Only the inner part 562 of spiral spring 561 is attached to the
crank shaft 512. Crank shaft 512 can comprise two sections, so that
on the one section of the crank shaft 512 are mounted spiral spring
561 as well as disc 511a, while disc 511b is mounted on the other
section of crank shaft 512.
[0143] Attachment means 522 are provided between the two discs 511a
and b, said attachment means 522 connecting rod 521 with the discs
511a and b, and allowing for a pivoting movement of the connecting
rod 521. The connecting rod 521 is attached off-centre of the discs
511a and b. The attachment means 522 comprise of a second shaft,
mounted parallel to said crank shaft 512 via a through-going
opening, near the top end 523 of the connecting rod, and the second
shaft protruding said connecting rod on both sides of the
trough-going opening.
[0144] Apart from providing a point of attachment of the connecting
rod 521, the attachment means 522 provide a stable connection
between discs 511a and b, so that a rotation of the crank shaft 512
is carried on from on disc 511 to the other, also in the absence of
a section of the crank shaft 512. This provides the necessary space
for the connection rod 521 to transform a rotation of discs 511a
and b into a pivoting and up-and downwards movement, which would
otherwise be partially restrained or interfere, if crank shaft 512
would be an ordinary by shaft, such as a rotating rod or
cylinder.
[0145] Near the bottom end 524 of the connection rod 521, a
flexible joint 541 is provided for connecting the bottom end 524 of
connecting rod 521 with piston 531. In the depicted embodiment, the
pivoting movement of the connecting rod 521 is transformed into a
longitudinal movement of the piston via said flexible joint 541.

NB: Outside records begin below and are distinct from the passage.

//! # dirsync-client: Content Store and Version Anchor Clients
//!
//! The two network-facing collaborators of the sync engine:
//!
//! - **Content store** ([`ContentStore`]): put/get blobs by content address.
//!   Production implementation: [`IpfsStoreClient`] over the IPFS (Kubo)
//!   HTTP RPC API.
//! - **Version anchor** ([`VersionAnchor`]): read the anchored root address
//!   and propose a new one as a signed transaction. Production
//!   implementation: [`EvmAnchorClient`] over Ethereum JSON-RPC against the
//!   root-CID registry contract.
//!
//! [`MemoryContentStore`] and [`MemoryAnchor`] implement the same traits in
//! process memory, with call counters and failure injection for tests.
//!
//! ## Retry Policy
//!
//! None of the clients retry. Every failure is returned to the caller with
//! the endpoint and address it concerns; [`StoreError::is_retryable()`] and
//! [`AnchorError::is_retryable()`] tell an outer retry layer what is safe to
//! repeat.

pub mod anchor;
pub mod error;
pub mod ipfs;
pub mod memory;
pub mod store;

pub use anchor::evm::{DeploymentDescriptor, EvmAnchorClient, EvmAnchorConfig};
pub use anchor::{AnchorCredentials, LocalSigner, TransactionReceipt, VersionAnchor};
pub use error::{AnchorError, StoreError};
pub use ipfs::{IpfsStoreClient, IpfsStoreConfig};
pub use memory::{MemoryAnchor, MemoryContentStore, ProposalFailure};
pub use store::ContentStore;
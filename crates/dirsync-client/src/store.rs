//! The content store interface.

use async_trait::async_trait;
use dirsync_core::ContentAddress;

use crate::error::StoreError;

/// A content-addressed blob store.
///
/// Implementations keep no local state. Idempotence of `put` is a property
/// of the store: identical bytes always come back with the same address.
#[async_trait]
pub trait ContentStore: Send + Sync + std::fmt::Debug {
    /// Upload a blob and return its content address.
    async fn put(&self, bytes: Vec<u8>) -> Result<ContentAddress, StoreError>;

    /// Fetch the blob stored under `address`.
    ///
    /// Fails with [`StoreError::NotFound`] when the store does not know the
    /// address and [`StoreError::Transport`] on any network or protocol failure.
    async fn get(&self, address: &ContentAddress) -> Result<Vec<u8>, StoreError>;
}
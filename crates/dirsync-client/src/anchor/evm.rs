//! # EVM JSON-RPC Anchor
//!
//! Reads and writes the root CID held by the registry contract on an
//! EVM-compatible chain (a local Hardhat node, a testnet, or mainnet).
//!
//! ## How It Works
//!
//! 1. `read_root` calls `getRootCID()` through `eth_call` against the latest
//!    block and ABI-decodes the returned string. The empty string means no
//!    root has been published.
//! 2. `propose_root` builds a `setRootCID(string)` transaction with the
//!    configured gas limit, gas price and chain id. Node-managed accounts hand
//!    it to the node for signing (`personal_sendTransaction` with a
//!    passphrase, `eth_sendTransaction` without). A local key fetches the
//!    pending nonce, signs an EIP-155 legacy transaction in process and
//!    submits it with `eth_sendRawTransaction`.
//! 3. It then polls `eth_getTransactionReceipt` until the transaction is
//!    included or the confirmation window closes.
//!
//! ## Security
//!
//! - A local private key stays in zeroizing memory and never leaves the
//!   process; only the signed transaction is sent.
//! - Gas parameters are fixed by configuration; there is no fee estimation.

use std::sync::atomic::{AtomicU64, Ordering};
use std::time::Duration;

use async_trait::async_trait;
use serde::Deserialize;
use tokio::time::Instant;

use dirsync_core::ContentAddress;

use super::abi;
use super::signer::{self, LegacyTransaction, LocalSigner};
use super::{AnchorCredentials, TransactionReceipt, VersionAnchor};
use crate::error::AnchorError;

/// Gas limit used for `setRootCID` unless configured otherwise.
pub const DEFAULT_GAS_LIMIT: u64 = 3_000_000;
/// Gas price (10 gwei) used unless configured otherwise.
pub const DEFAULT_GAS_PRICE_WEI: u128 = 10_000_000_000;
/// Chain id of a local Hardhat node.
pub const HARDHAT_CHAIN_ID: u64 = 31337;

/// Configuration for the EVM anchor client.
#[derive(Debug, Clone)]
pub struct EvmAnchorConfig {
    /// JSON-RPC endpoint URL.
    pub rpc_url: String,
    /// Registry contract address (0x-prefixed, 40 hex chars).
    pub contract_address: String,
    /// Human-readable chain name used in errors and receipts.
    pub chain_name: String,
    /// EVM chain id, included in every transaction.
    pub chain_id: u64,
    /// Gas limit for `setRootCID`.
    pub gas_limit: u64,
    /// Gas price in wei.
    pub gas_price_wei: u128,
    /// Per-request timeout in seconds.
    pub timeout_secs: u64,
    /// How long to wait for a submitted transaction to be included.
    pub confirmation_timeout_secs: u64,
    /// Delay between receipt polls.
    pub poll_interval_ms: u64,
}

impl EvmAnchorConfig {
    /// Defaults: 3,000,000 gas at 10 gwei, 30s request timeout, 120s
    /// confirmation window polled every 500ms.
    pub fn new(rpc_url: impl Into<String>, contract_address: impl Into<String>, chain_id: u64) -> Self {
        Self {
            rpc_url: rpc_url.into(),
            contract_address: contract_address.into(),
            chain_name: format!("evm-{chain_id}"),
            chain_id,
            gas_limit: DEFAULT_GAS_LIMIT,
            gas_price_wei: DEFAULT_GAS_PRICE_WEI,
            timeout_secs: 30,
            confirmation_timeout_secs: 120,
            poll_interval_ms: 500,
        }
    }

    pub fn with_chain_name(mut self, chain_name: impl Into<String>) -> Self {
        self.chain_name = chain_name.into();
        self
    }

    /// Set the fixed gas parameters.
    pub fn with_gas(mut self, gas_limit: u64, gas_price_wei: u128) -> Self {
        self.gas_limit = gas_limit;
        self.gas_price_wei = gas_price_wei;
        self
    }

    /// Set the confirmation window and receipt poll interval.
    pub fn with_confirmation(mut self, timeout_secs: u64, poll_interval_ms: u64) -> Self {
        self.confirmation_timeout_secs = timeout_secs;
        self.poll_interval_ms = poll_interval_ms;
        self
    }
}

/// The descriptor the registry deploy script writes next to the contract:
/// `{"address": "0x…", "abi": [...]}`.
#[derive(Debug, Clone, Deserialize)]
pub struct DeploymentDescriptor {
    pub address: String,
    #[serde(default)]
    pub abi: serde_json::Value,
}

impl DeploymentDescriptor {
    pub fn from_json(json: &str) -> Result<Self, AnchorError> {
        let descriptor: Self = serde_json::from_str(json)
            .map_err(|e| AnchorError::InvalidConfig(format!("invalid deployment descriptor: {e}")))?;
        if !is_valid_eth_address(&descriptor.address) {
            return Err(AnchorError::InvalidConfig(format!(
                "deployment descriptor has invalid contract address: {}",
                descriptor.address
            )));
        }
        Ok(descriptor)
    }
}

/// JSON-RPC client for the root-CID registry contract.
#[derive(Debug)]
pub struct EvmAnchorClient {
    client: reqwest::Client,
    config: EvmAnchorConfig,
    next_id: AtomicU64,
}

impl EvmAnchorClient {
    pub fn new(config: EvmAnchorConfig) -> Result<Self, AnchorError> {
        if !is_valid_eth_address(&config.contract_address) {
            return Err(AnchorError::InvalidConfig(format!(
                "invalid contract address: {}",
                config.contract_address
            )));
        }

        let client = reqwest::Client::builder()
            .timeout(Duration::from_secs(config.timeout_secs))
            .build()
            .map_err(|e| AnchorError::InvalidConfig(format!("failed to build HTTP client: {e}")))?;

        Ok(Self {
            client,
            config,
            next_id: AtomicU64::new(1),
        })
    }

    pub fn config(&self) -> &EvmAnchorConfig {
        &self.config
    }

    /// Read the registry owner via `getOwner()`.
    pub async fn owner(&self) -> Result<String, AnchorError> {
        let data = self.eth_call(abi::encode_call(abi::GET_OWNER_SELECTOR)).await?;
        abi::decode_address(&data).map_err(|e| self.invalid(format!("getOwner(): {e}")))
    }

    fn unavailable(&self, reason: impl Into<String>) -> AnchorError {
        AnchorError::Unavailable {
            chain: self.config.chain_name.clone(),
            reason: reason.into(),
        }
    }

    fn invalid(&self, reason: impl Into<String>) -> AnchorError {
        AnchorError::InvalidResponse {
            chain: self.config.chain_name.clone(),
            reason: reason.into(),
        }
    }

    /// Send a JSON-RPC request and return the result field.
    async fn rpc_call(
        &self,
        method: &str,
        params: serde_json::Value,
    ) -> Result<serde_json::Value, AnchorError> {
        let id = self.next_id.fetch_add(1, Ordering::Relaxed);
        let body = serde_json::json!({
            "jsonrpc": "2.0",
            "method": method,
            "params": params,
            "id": id
        });

        tracing::trace!(method, id, "anchor RPC call");

        let resp = self
            .client
            .post(&self.config.rpc_url)
            .json(&body)
            .send()
            .await
            .map_err(|e| {
                if e.is_timeout() {
                    self.unavailable(format!("{method}: request timed out"))
                } else {
                    self.unavailable(format!("{method}: {e}"))
                }
            })?;

        if !resp.status().is_success() {
            return Err(self.unavailable(format!("{method}: HTTP {}", resp.status())));
        }

        let json: serde_json::Value = resp
            .json()
            .await
            .map_err(|e| self.invalid(format!("{method}: invalid JSON response: {e}")))?;

        if let Some(error) = json.get("error") {
            return Err(AnchorError::Rpc {
                chain: self.config.chain_name.clone(),
                code: error.get("code").and_then(|c| c.as_i64()).unwrap_or(0),
                message: error
                    .get("message")
                    .and_then(|m| m.as_str())
                    .unwrap_or("unknown RPC error")
                    .to_string(),
            });
        }

        json.get("result")
            .cloned()
            .ok_or_else(|| self.invalid(format!("{method}: response missing 'result' field")))
    }

    /// `eth_call` against the registry at the latest block.
    async fn eth_call(&self, data: String) -> Result<String, AnchorError> {
        let call = serde_json::json!({
            "to": self.config.contract_address,
            "data": data,
        });
        let result = self
            .rpc_call("eth_call", serde_json::json!([call, "latest"]))
            .await?;
        result
            .as_str()
            .map(str::to_string)
            .ok_or_else(|| self.invalid("eth_call returned a non-string result"))
    }

    /// Submit the `setRootCID` transaction and return its hash.
    async fn send_root_tx(
        &self,
        root: &ContentAddress,
        credentials: &AnchorCredentials,
    ) -> Result<String, AnchorError> {
        let data = abi::encode_string_call(abi::SET_ROOT_CID_SELECTOR, root.as_str());

        let submitted = match credentials {
            AnchorCredentials::Managed { from_address, passphrase } => {
                let tx = serde_json::json!({
                    "from": from_address,
                    "to": self.config.contract_address,
                    "data": data,
                    "gas": abi::to_quantity(u128::from(self.config.gas_limit)),
                    "gasPrice": abi::to_quantity(self.config.gas_price_wei),
                    "chainId": abi::to_quantity(u128::from(self.config.chain_id)),
                });
                match passphrase {
                    Some(passphrase) => {
                        let params = serde_json::json!([tx, passphrase.as_str()]);
                        self.rpc_call("personal_sendTransaction", params).await
                    }
                    None => self.rpc_call("eth_sendTransaction", serde_json::json!([tx])).await,
                }
            }
            AnchorCredentials::LocalKey(signer) => {
                let raw = self.sign_locally(signer, &data).await?;
                let params = serde_json::json!([format!("0x{}", hex::encode(raw))]);
                self.rpc_call("eth_sendRawTransaction", params).await
            }
        };

        let result = submitted.map_err(|e| match e {
            AnchorError::Rpc { chain, message, .. } => AnchorError::Rejected {
                chain,
                reason: message,
            },
            other => other,
        })?;

        result
            .as_str()
            .map(str::to_string)
            .ok_or_else(|| self.invalid("send transaction returned a non-string result"))
    }

    /// Build and sign a legacy EIP-155 transaction for `data`, using the
    /// signer's pending nonce.
    async fn sign_locally(&self, signer: &LocalSigner, data: &str) -> Result<Vec<u8>, AnchorError> {
        let count = self
            .rpc_call(
                "eth_getTransactionCount",
                serde_json::json!([signer.address(), "pending"]),
            )
            .await?;
        let nonce = count
            .as_str()
            .and_then(abi::parse_quantity)
            .ok_or_else(|| self.invalid("eth_getTransactionCount returned an invalid nonce"))?;

        let tx = LegacyTransaction {
            nonce,
            gas_price: self.config.gas_price_wei,
            gas_limit: self.config.gas_limit,
            to: signer::parse_address(&self.config.contract_address)?,
            value: 0,
            data: hex::decode(data.trim_start_matches("0x"))
                .map_err(|e| AnchorError::InvalidConfig(format!("calldata is not hex: {e}")))?,
            chain_id: self.config.chain_id,
        };
        tracing::debug!(from = signer.address(), nonce, "signing setRootCID locally");
        signer.sign(&tx)
    }

    /// Poll for the receipt of `tx_hash` until it appears or the
    /// confirmation window closes. Returns the inclusion block.
    async fn wait_for_inclusion(&self, tx_hash: &str) -> Result<u64, AnchorError> {
        let window = Duration::from_secs(self.config.confirmation_timeout_secs);
        let poll = Duration::from_millis(self.config.poll_interval_ms);
        let deadline = Instant::now() + window;

        loop {
            let receipt = self
                .rpc_call("eth_getTransactionReceipt", serde_json::json!([tx_hash]))
                .await?;

            if !receipt.is_null() {
                let block = receipt
                    .get("blockNumber")
                    .and_then(|b| b.as_str())
                    .and_then(abi::parse_quantity)
                    .ok_or_else(|| self.invalid("receipt missing blockNumber"))?;
                let status = receipt.get("status").and_then(|s| s.as_str()).unwrap_or("0x1");
                if status == "0x0" {
                    return Err(AnchorError::Rejected {
                        chain: self.config.chain_name.clone(),
                        reason: format!("transaction {tx_hash} reverted in block {block}"),
                    });
                }
                return Ok(block);
            }

            if Instant::now() + poll > deadline {
                return Err(AnchorError::Timeout {
                    chain: self.config.chain_name.clone(),
                    transaction_id: tx_hash.to_string(),
                    waited_secs: self.config.confirmation_timeout_secs,
                });
            }
            tokio::time::sleep(poll).await;
        }
    }
}

#[async_trait]
impl VersionAnchor for EvmAnchorClient {
    async fn read_root(&self) -> Result<Option<ContentAddress>, AnchorError> {
        let data = self
            .eth_call(abi::encode_call(abi::GET_ROOT_CID_SELECTOR))
            .await?;
        let value =
            abi::decode_string(&data).map_err(|e| self.invalid(format!("getRootCID(): {e}")))?;
        ContentAddress::from_anchor_value(&value)
            .map_err(|e| self.invalid(format!("anchored root is not a content address: {e}")))
    }

    async fn propose_root(
        &self,
        root: &ContentAddress,
        credentials: &AnchorCredentials,
    ) -> Result<TransactionReceipt, AnchorError> {
        if !is_valid_eth_address(credentials.from_address()) {
            return Err(AnchorError::InvalidConfig(format!(
                "invalid from address: {}",
                credentials.from_address()
            )));
        }

        let tx_hash = self.send_root_tx(root, credentials).await?;
        tracing::info!(chain = %self.config.chain_name, tx = %tx_hash, %root, "submitted setRootCID");

        let block_number = self.wait_for_inclusion(&tx_hash).await?;
        tracing::info!(chain = %self.config.chain_name, tx = %tx_hash, block_number, "setRootCID included");

        Ok(TransactionReceipt {
            chain_id: self.config.chain_name.clone(),
            transaction_id: tx_hash,
            block_number,
            root: root.clone(),
        })
    }

    fn chain_id(&self) -> &str {
        &self.config.chain_name
    }
}

/// Validate that a string is a well-formed Ethereum address (0x + 40 hex chars).
pub fn is_valid_eth_address(addr: &str) -> bool {
    addr.len() == 42
        && addr.starts_with("0x")
        && addr[2..].chars().all(|c| c.is_ascii_hexdigit())
}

Flexible joint 541 comprises a traversal bar 542, onto which piston
531 is attached in the centre of the traversal bar 542. The
traversal bar 542 is parallel to the crank shaft 512, and remains
parallel to shaft 542 while moving up and down as required, guided
by the guiding means 551. Said guiding means 551 prevent the
transversal bar from pivoting or twisting, for example around the
axis of insertion.
[0146] The piston 531 is solidly attached to the transversal bar
542, and in this embodiment, the piston 531 is positioned in the
centre of the transversal bar 542, aligned in direction of
insertion and aligned with the centre axis of the insertion device
500.
[0147] At the bottom end of the piston 531, an introducer needle
243 is attached (tip pointing down), and said introducer needle
being aligned with the centre axis of the insertion device 500. The
tip of the introducer needle 243 is not visible, and in the
depicted embodiment, it is introduced into the cannula holding part
101 of a medical device.
[0148] Another feature of the traversal bar 542 is that it provides
attachment means 563 in the form of a fixing point of the outer end
of the spiral spring 561, resulting in the outer end of the spiral
spring 561 resting against the traversal bar 542.
[0149] FIG. 17 is a partial cross section of the embodiment of an
inserter device 500 with crank shaft 512 as presented in FIG. 16,
before or ready for insertion. For clarity, top section 501 and
middle section 502 are removed. Furthermore, spiral spring 562 is
not shown, whereupon spring attachment means 563 are seen, which in
this embodiment comprise a longitudinal groove in crank shaft 512.
The partial cross section through bottom section 503 and inner
extension 504 reveal a bottom cavity 572, which provides room for
the body 102 of a medical device to be inserted. The top of bottom
cavity 572 is defined by the bottom surface of platform 506, the
sides of the bottom cavity 572 is defined by the inner surface of
the inner extension 504, the bottom of the bottom cavity 572 is
defined by the body 102 of the medical device to be inserted, and
the central section of the bottom cavity 572 is defined by the
outer surface of cannula holding part guiding means 571. The
function of said cannula holding part guiding means is to maintain
the cannula holding part oriented in the direction of insertion
before and during at least a part of its insertion.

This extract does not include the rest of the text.